◆ **Data extracted from a collection**
══════════
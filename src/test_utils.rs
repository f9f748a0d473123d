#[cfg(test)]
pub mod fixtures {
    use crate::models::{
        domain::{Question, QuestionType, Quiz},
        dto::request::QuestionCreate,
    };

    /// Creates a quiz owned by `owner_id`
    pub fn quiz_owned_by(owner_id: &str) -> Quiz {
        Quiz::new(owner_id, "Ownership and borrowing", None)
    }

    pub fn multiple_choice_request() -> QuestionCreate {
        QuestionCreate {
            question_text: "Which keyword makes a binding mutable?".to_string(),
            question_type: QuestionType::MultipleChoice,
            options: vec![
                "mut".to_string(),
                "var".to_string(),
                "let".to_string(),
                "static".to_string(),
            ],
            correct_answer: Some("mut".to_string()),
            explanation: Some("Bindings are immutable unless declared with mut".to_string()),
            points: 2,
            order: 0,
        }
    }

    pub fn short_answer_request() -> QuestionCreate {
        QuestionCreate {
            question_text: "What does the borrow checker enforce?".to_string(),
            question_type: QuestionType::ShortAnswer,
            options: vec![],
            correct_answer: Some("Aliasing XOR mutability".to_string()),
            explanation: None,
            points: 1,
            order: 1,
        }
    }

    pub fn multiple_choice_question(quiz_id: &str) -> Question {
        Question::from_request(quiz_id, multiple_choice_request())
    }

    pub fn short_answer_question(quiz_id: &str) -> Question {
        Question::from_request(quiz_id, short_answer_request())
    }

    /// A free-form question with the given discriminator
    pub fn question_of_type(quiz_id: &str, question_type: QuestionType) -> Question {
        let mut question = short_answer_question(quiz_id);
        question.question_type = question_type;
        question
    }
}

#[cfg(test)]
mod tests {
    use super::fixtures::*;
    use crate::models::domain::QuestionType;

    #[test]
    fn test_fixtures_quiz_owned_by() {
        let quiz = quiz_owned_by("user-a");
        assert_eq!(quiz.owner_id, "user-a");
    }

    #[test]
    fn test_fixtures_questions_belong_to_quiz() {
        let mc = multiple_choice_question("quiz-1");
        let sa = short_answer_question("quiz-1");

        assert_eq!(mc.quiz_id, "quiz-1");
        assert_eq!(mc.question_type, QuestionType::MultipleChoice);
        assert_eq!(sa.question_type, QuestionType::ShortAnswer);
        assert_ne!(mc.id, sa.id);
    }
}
══════════
◆ **TO DO**
Read through the entries above and copy each line that has the string "None" in it.

◆ **RESULT FOR THIS TASK**
        Quiz::new(owner_id, "Ownership and borrowing", None)
            explanation: None,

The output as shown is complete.